Van tres ejemplos: (1) La Corte Suprema de Estados Unidos acaba de declarar ilegal la llamada discriminación positiva, que por décadas ha sido usada en universidades de primera categoría para facilitar el ingreso de comunidades étnicas minoritarias y por ende para garantizar una composición de su alumnado acorde con la diversidad poblacional del país.
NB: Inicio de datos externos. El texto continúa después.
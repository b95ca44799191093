//! mta-docstring-man CLI
//!
//! Writes `docstring_man.md` in the current directory from the docstrings
//! of every Python package and module below it.

use anyhow::{Context, Result};
use clap::{ArgAction, Parser, ValueEnum};
use indicatif::{ProgressBar, ProgressStyle};
use mta_docstring_man_core::{format_report, DocBuilder, DocConfig, ReportFormat};
use std::time::Duration;

/// Developer manual generator for Python source trees
#[derive(Parser)]
#[command(name = "mta-docstring-man")]
#[command(version = env!("CARGO_PKG_VERSION"))]
#[command(about = "Render the docstrings of the current Python source tree into docstring_man.md")]
#[command(long_about = r#"
mta-docstring-man: Developer Manual Generator

Walks the current directory, reads the docstrings of every package
(__init__.py), module, top-level function, class and method, and writes
them as one numbered Markdown document to ./docstring_man.md, overwriting
any previous version.

A file whose units lack a docstring is rendered as a READ FAILURE block.
A file that cannot be read or parsed stops the run.

Examples:
  mta-docstring-man                  # Write ./docstring_man.md
  mta-docstring-man --report json    # Also print the totals as JSON
  RUST_LOG=debug mta-docstring-man   # Log every documented file
"#)]
pub struct Args {
    /// Print the run totals to stdout after writing the manual
    #[arg(long, value_enum)]
    pub report: Option<ReportFormatArg>,

    /// Verbose output (-v debug, -vv trace)
    #[arg(short, long, action = ArgAction::Count)]
    pub verbose: u8,
}

/// Report format argument
#[derive(ValueEnum, Clone, Debug)]
pub enum ReportFormatArg {
    Summary,
    Json,
}

impl From<ReportFormatArg> for ReportFormat {
    fn from(arg: ReportFormatArg) -> Self {
        match arg {
            ReportFormatArg::Summary => ReportFormat::Summary,
            ReportFormatArg::Json => ReportFormat::Json,
        }
    }
}

fn main() -> Result<()> {
    let args = Args::parse();
    init_tracing(&args);
    run(&args)
}

fn init_tracing(args: &Args) {
    use tracing_subscriber::{fmt, EnvFilter};

    let filter = match args.verbose {
        0 => "warn",
        1 => "mta_docstring_man_core=debug,mta_docstring_man=debug",
        _ => "mta_docstring_man_core=trace,mta_docstring_man=trace",
    };

    let env_filter = EnvFilter::try_from_default_env().unwrap_or_else(|_| EnvFilter::new(filter));

    fmt()
        .with_env_filter(env_filter)
        .with_target(false)
        .with_writer(std::io::stderr)
        .init();
}

fn run(args: &Args) -> Result<()> {
    let config = DocConfig::default();
    let output = config.output.clone();

    // Show progress spinner
    let spinner = if args.verbose > 0 && atty::is(atty::Stream::Stderr) {
        let pb = ProgressBar::new_spinner();
        pb.set_style(
            ProgressStyle::default_spinner()
                .template("{spinner:.green} {msg}")
                .context("Invalid spinner template")?,
        );
        pb.enable_steady_tick(Duration::from_millis(100));
        pb.set_message("Documenting project...");
        Some(pb)
    } else {
        None
    };

    let mut builder = DocBuilder::new(config).context("Failed to create builder")?;
    let tally = builder
        .build()
        .with_context(|| format!("Failed to generate {}", output.display()))?;

    if let Some(ref pb) = spinner {
        pb.finish_with_message(format!(
            "Documented {} packages and {} modules into {}",
            tally.packages,
            tally.modules,
            output.display()
        ));
    }

    if let Some(format) = &args.report {
        let report = format_report(&tally, format.clone().into())?;
        println!("{}", report);
    }

    Ok(())
}

#[cfg(test)]
mod tests {
    use super::*;
    use clap::CommandFactory;

    #[test]
    fn test_args_are_valid() {
        Args::command().debug_assert();
    }

    #[test]
    fn test_zero_arguments() {
        let args = Args::try_parse_from(["mta-docstring-man"]).unwrap();
        assert!(args.report.is_none());
        assert_eq!(args.verbose, 0);
    }

    #[test]
    fn test_report_and_verbosity() {
        let args = Args::try_parse_from(["mta-docstring-man", "--report", "json", "-vv"]).unwrap();
        assert!(matches!(args.report, Some(ReportFormatArg::Json)));
        assert_eq!(args.verbose, 2);
        assert!(Args::try_parse_from(["mta-docstring-man", "some/path"]).is_err());
    }
}
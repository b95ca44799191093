mod builder;
mod walker;

pub use builder::{BuildError, DocBuilder};
pub use walker::{display_path, source_language, walk_tree, DirListing, FileEntry};
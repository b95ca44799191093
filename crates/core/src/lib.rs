//! mta_docstring_man_core - Core library for the developer manual generator
//!
//! This crate walks a Python source tree with Tree-sitter, collects the
//! docstrings of packages, modules, top-level functions, classes and their
//! methods, and renders them as one hierarchically numbered Markdown
//! document closed by a statistics block.
//!
//! # Features
//!
//! - **Deterministic traversal**: directories and files are visited in
//!   case-insensitive order, so unchanged trees render identically.
//! - **Hierarchical numbering**: `package.module.item.method`, restarting at
//!   each package and module boundary.
//! - **Per-file isolation**: a file with a missing docstring is rendered as
//!   a read failure marker without affecting the rest of the run.
//!
//! # Example
//!
//! ```rust,no_run
//! use mta_docstring_man_core::{format_report, DocBuilder, DocConfig, ReportFormat};
//!
//! let mut builder = DocBuilder::new(DocConfig::default()).unwrap();
//! let tally = builder.build().unwrap();
//!
//! println!("{}", format_report(&tally, ReportFormat::Summary).unwrap());
//! ```

pub mod config;
pub mod engine;
pub mod models;
pub mod output;
pub mod parsers;

// Re-exports for convenience
pub use config::{ConfigError, DocConfig, DEFAULT_OUTPUT, DEFAULT_PACKAGE_MARKER};
pub use engine::{walk_tree, BuildError, DirListing, DocBuilder};
pub use models::{
    ClassEntry, DocEntry, DocTally, FileKind, FileSection, Language, MissingDocstring, ModuleDoc,
    ModuleOutline, Numbering, OutlineUnit, UnitKind,
};
pub use output::{escape_name, format_report, DocWriter, FormatError, ReportFormat};
pub use parsers::{create_parser, DocParser, ParserError};
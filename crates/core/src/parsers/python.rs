//! Python parser for docstring extraction
//!
//! Walks the Tree-sitter syntax tree of a Python module and collects the
//! units a developer manual documents: the module itself, plain top-level
//! functions, top-level classes and the plain methods defined directly in
//! their bodies.

use crate::models::{Language, ModuleOutline, OutlineUnit, UnitKind};
use crate::parsers::docstring::{check_literal, clean_docstring, decode_string_literal};
use crate::parsers::{DocParser, ParserError};
use tree_sitter::{Node, Parser, Tree};

/// Python parser implementation
pub struct PythonParser {
    parser: Parser,
}

impl PythonParser {
    /// Create a new Python parser
    pub fn new() -> Result<Self, ParserError> {
        let mut parser = Parser::new();
        parser
            .set_language(&tree_sitter_python::LANGUAGE.into())
            .map_err(|e| ParserError::InitError(e.to_string()))?;
        Ok(Self { parser })
    }

    /// Parse source code into a tree
    fn parse_tree(&mut self, source: &str) -> Result<Tree, ParserError> {
        self.parser
            .parse(source, None)
            .ok_or_else(|| ParserError::ParseError("Failed to parse source".to_string()))
    }

    /// Build a unit for a function or class definition node
    fn build_unit(&self, node: &Node, kind: UnitKind, source: &[u8]) -> Option<OutlineUnit> {
        let name = node
            .child_by_field_name("name")
            .and_then(|n| n.utf8_text(source).ok())?;
        let docstring = node
            .child_by_field_name("body")
            .and_then(|body| body_docstring(&body, source));

        Some(OutlineUnit::new(kind, name, node.start_position().row + 1).with_docstring(docstring))
    }

    /// Collect the plain methods of a class body
    fn collect_methods(&self, class: &Node, source: &[u8]) -> Vec<OutlineUnit> {
        let Some(body) = class.child_by_field_name("body") else {
            return Vec::new();
        };

        statements(&body)
            .iter()
            .map(definition)
            .filter(is_plain_function)
            .filter_map(|def| self.build_unit(&def, UnitKind::Method, source))
            .collect()
    }
}

impl DocParser for PythonParser {
    fn language(&self) -> Language {
        Language::Python
    }

    fn parse_module(&mut self, source: &str) -> Result<ModuleOutline, ParserError> {
        let tree = self.parse_tree(source)?;
        let root = tree.root_node();

        if root.has_error() {
            return Err(syntax_error(&root));
        }

        let source_bytes = source.as_bytes();
        if let Some(error) = rejected_construct(&root, source_bytes) {
            return Err(error);
        }

        let mut outline = ModuleOutline {
            docstring: body_docstring(&root, source_bytes),
            ..Default::default()
        };

        for statement in statements(&root) {
            let def = definition(&statement);
            match def.kind() {
                "function_definition" if !is_async(&def) => {
                    if let Some(unit) = self.build_unit(&def, UnitKind::Function, source_bytes) {
                        outline.functions.push(unit);
                    }
                }
                "class_definition" => {
                    if let Some(mut unit) = self.build_unit(&def, UnitKind::Class, source_bytes) {
                        unit.methods = self.collect_methods(&def, source_bytes);
                        outline.classes.push(unit);
                    }
                }
                _ => {}
            }
        }

        Ok(outline)
    }
}

/// Statements of a module or block, comments excluded
fn statements<'tree>(node: &Node<'tree>) -> Vec<Node<'tree>> {
    let mut cursor = node.walk();
    node.named_children(&mut cursor)
        .filter(|child| !child.is_extra() && child.kind() != "comment")
        .collect()
}

/// Unwrap a decorated definition to the function or class it decorates
fn definition<'tree>(node: &Node<'tree>) -> Node<'tree> {
    if node.kind() == "decorated_definition" {
        node.child_by_field_name("definition").unwrap_or(*node)
    } else {
        *node
    }
}

fn is_async(node: &Node) -> bool {
    let mut cursor = node.walk();
    let found = node
        .children(&mut cursor)
        .take_while(|child| child.kind() != "def")
        .any(|child| child.kind() == "async");
    found
}

fn is_plain_function(node: &Node) -> bool {
    node.kind() == "function_definition" && !is_async(node)
}

/// Docstring of a module or block: its first statement, when that statement
/// is nothing but a string literal
fn body_docstring(body: &Node, source: &[u8]) -> Option<String> {
    let first = statements(body).into_iter().next()?;
    if first.kind() != "expression_statement" {
        return None;
    }

    let expressions = statements(&first);
    let [expression] = expressions.as_slice() else {
        return None;
    };

    string_value(expression, source).map(|raw| clean_docstring(&raw))
}

/// Value of a string expression, `None` for anything that is not plain text
fn string_value(node: &Node, source: &[u8]) -> Option<String> {
    match node.kind() {
        "string" => decode_string_literal(node.utf8_text(source).ok()?),
        "concatenated_string" => {
            let mut value = String::new();
            for part in statements(node) {
                value.push_str(&string_value(&part, source)?);
            }
            Some(value)
        }
        "parenthesized_expression" => {
            let inner = statements(node);
            match inner.as_slice() {
                [only] => string_value(only, source),
                _ => None,
            }
        }
        _ => None,
    }
}

/// Locate the first error or missing node below `root`
fn syntax_error(root: &Node) -> ParserError {
    let node = first_error(root).unwrap_or(*root);
    let position = node.start_position();
    let message = if node.is_missing() {
        format!("missing {}", node.kind())
    } else {
        "invalid syntax".to_string()
    };

    ParserError::Syntax {
        line: position.row + 1,
        column: position.column,
        message,
    }
}

/// First construct that parses but that Python 3 refuses to compile:
/// Python 2 `print`/`exec` statements and invalid string literals
fn rejected_construct(root: &Node, source: &[u8]) -> Option<ParserError> {
    let mut cursor = root.walk();

    loop {
        let node = cursor.node();
        let message = match node.kind() {
            "print_statement" => Some("Python 2 print statement".to_string()),
            "exec_statement" => Some("Python 2 exec statement".to_string()),
            "string" => node
                .utf8_text(source)
                .ok()
                .and_then(|text| check_literal(text).err())
                .map(|e| e.to_string()),
            _ => None,
        };
        if let Some(message) = message {
            let position = node.start_position();
            return Some(ParserError::Syntax {
                line: position.row + 1,
                column: position.column,
                message,
            });
        }

        if cursor.goto_first_child() {
            continue;
        }
        while !cursor.goto_next_sibling() {
            if !cursor.goto_parent() {
                return None;
            }
        }
    }
}

fn first_error<'tree>(node: &Node<'tree>) -> Option<Node<'tree>> {
    if node.is_error() || node.is_missing() {
        return Some(*node);
    }
    if !node.has_error() {
        return None;
    }

    let mut cursor = node.walk();
    let children: Vec<Node<'tree>> = node.children(&mut cursor).collect();
    children.iter().find_map(|child| first_error(child))
}
//! Output formatting module
//!
//! The manual itself is Markdown written by [`DocWriter`]. The run tally can
//! additionally be reported on the terminal as plain text or JSON.

mod markdown;

pub use markdown::{code_block, escape_name, format_timestamp, DocWriter};

use crate::models::DocTally;
use thiserror::Error;

/// Output format errors
#[derive(Error, Debug)]
pub enum FormatError {
    #[error("JSON serialization error: {0}")]
    JsonError(#[from] serde_json::Error),
}

/// Available report formats
#[derive(Debug, Clone, Copy, PartialEq, Eq, Default)]
pub enum ReportFormat {
    /// Plain text summary
    #[default]
    Summary,
    /// JSON format
    Json,
}

/// Format the run tally in the specified format
pub fn format_report(tally: &DocTally, format: ReportFormat) -> Result<String, FormatError> {
    match format {
        ReportFormat::Summary => Ok(format_summary(tally)),
        ReportFormat::Json => serde_json::to_string_pretty(tally).map_err(FormatError::from),
    }
}

fn format_summary(tally: &DocTally) -> String {
    let mut output = String::new();

    output.push_str("Docstring Manual Results\n");
    output.push_str("========================\n\n");
    for (label, value) in tally.rows() {
        output.push_str(&format!("{}: {}\n", label, value));
    }

    output
}
// ==========================================
// 学生辍学风险评估 - 预测模型定义
// ==========================================
// 用途：
// - 标记评估结果由哪个模型产出 (响应中的 model 字段)；
// - 预测接口经 DropoutPredictor 调用，后续训练模型可替换规则引擎而不改调用方。

use crate::domain::risk::RiskAssessment;
use crate::domain::student::StudentFeatures;
use crate::engine::risk::RiskEngine;
use serde::{Deserialize, Serialize};

/// 预测模型标签
#[derive(Debug, Clone, Copy, PartialEq, Eq, Hash, Serialize, Deserialize)]
pub enum ScoringModel {
    /// 规则评分引擎
    #[serde(rename = "Rule-based")]
    RuleBased,
    /// 预测失败时的兜底响应
    #[serde(rename = "Error")]
    Error,
}

impl ScoringModel {
    pub fn as_str(&self) -> &'static str {
        match self {
            ScoringModel::RuleBased => "Rule-based",
            ScoringModel::Error => "Error",
        }
    }
}

impl Default for ScoringModel {
    fn default() -> Self {
        ScoringModel::RuleBased
    }
}

impl std::fmt::Display for ScoringModel {
    fn fmt(&self, f: &mut std::fmt::Formatter<'_>) -> std::fmt::Result {
        write!(f, "{}", self.as_str())
    }
}

impl std::str::FromStr for ScoringModel {
    type Err = String;

    fn from_str(s: &str) -> Result<Self, Self::Err> {
        match s.trim().to_lowercase().as_str() {
            "rule-based" | "rule_based" | "rules" => Ok(ScoringModel::RuleBased),
            "error" => Ok(ScoringModel::Error),
            other => Err(format!("未知模型类型: {}", other)),
        }
    }
}

// ==========================================
// DropoutPredictor - 预测器接口
// ==========================================
pub trait DropoutPredictor: Send + Sync {
    /// 产出结果的模型标签
    fn model(&self) -> ScoringModel;

    /// 评估单个学生
    fn predict(&self, features: &StudentFeatures) -> RiskAssessment;
}

impl DropoutPredictor for RiskEngine {
    fn model(&self) -> ScoringModel {
        ScoringModel::RuleBased
    }

    fn predict(&self, features: &StudentFeatures) -> RiskAssessment {
        self.assess(features)
    }
}

#[cfg(test)]
mod tests {
    use super::*;

    #[test]
    fn test_model_label_roundtrip() {
        assert_eq!(ScoringModel::RuleBased.as_str(), "Rule-based");
        assert_eq!(
            serde_json::to_string(&ScoringModel::RuleBased).unwrap(),
            "\"Rule-based\""
        );
        assert_eq!("rule_based".parse::<ScoringModel>(), Ok(ScoringModel::RuleBased));
        assert!("random_forest".parse::<ScoringModel>().is_err());
    }

    #[test]
    fn test_rule_engine_is_default_predictor() {
        let engine = RiskEngine::new();
        assert_eq!(engine.model(), ScoringModel::default());
    }
}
(2) El Programa de Naciones Unidas para el Desarrollo (Pnud) publicó recientemente el ‘Índice de normas sociales de género’, basado en la Encuesta Mundial de Valores, que arrojó que “la mitad de la población global todavía cree que los hombres son mejores líderes políticos que las mujeres, y más del 40 % opina que los hombres son mejores ejecutivos empresariales. Un alarmante 25 % de la población cree que está justificado que un marido le pegue a su esposa”. (3) Algunos concejales de Bogotá rechazaron que la Alcaldía izara banderas gais en el Monumento a las Banderas, para conmemorar el Día del Orgullo Gay.
Esas –y muchas otras– expresiones de rechazo a manifestaciones o políticas por las que grupos marginados (minorías étnicas, mujeres, comunidad LGBTIQ+) han luchado durante décadas y con las que han conquistado derechos que les eran negados sin justa causa son una muestra del hastío que sienten algunos no precisamente por los derechos alcanzados, sino porque consideran que el concepto de diversidad e inclusión se ha deformado. Hay quienes, aun entendiendo los fenómenos excluyentes y compartiendo la necesidad de corregirlos, ven en ciertas manifestaciones una postura identitaria extrema que consideran contraria al espíritu de inclusión que promueven quienes la enarbolan. Es decir, hombres que sienten que los derechos de las mujeres amenazan la existencia de los hombres, no solo del machismo; heterosexuales que concluyen que unas expresiones de orgullo LGTBIQ+ son una afrenta a su libertad para vivir en la intimidad familiar según su visión binaria de los géneros, no solo una manera de garantizar la no violación de los derechos humanos de esa comunidad; o blancos y gente adinerada que ven en las demandas de personas negras o de personas de bajos recursos una estigmatización del bienestar que han conseguido trabajando honradamente, en vez de una exigencia de oportunidades para cerrar las brechas de inequidad y una real disposición a aprovecharlas.
Desde luego que entre quienes derogan las medidas de discriminación positiva, entre quienes oponen resistencia a las transformaciones que supone equilibrar la balanza de oportunidades entre hombres y mujeres y entre quienes rechazan cualquier simbolismo LGTBIQ+ hay quienes son simplemente antiderechos, que están usando sus posiciones de poder para revertir logros a los que la humanidad no debe renunciar; pero veo una porción de la población siendo parte de la que podríamos llamar ‘rebelión de los privilegiados’ solo porque ven que algunos de los tradicionalmente oprimidos conciben que avanzar en sus derechos implica la destrucción de valores en los que esos ‘privilegiados’ creen y de los cuales no tienen por qué sentirse avergonzados, relacionados con la meritocracia, la familia o la fe.
Los ejemplos citados al comienzo de esta columna muestran un nuevo reto para los gobiernos y los activismos: hay que hacer esfuerzos adicionales por garantizar y evidenciar que los derechos no son una cuestión de suma cero, que se les conceden a los unos quitándoselos a los otros; sino un asunto en el que por más retadores que sean los cambios, todos deben poner y todos tienen que ganar.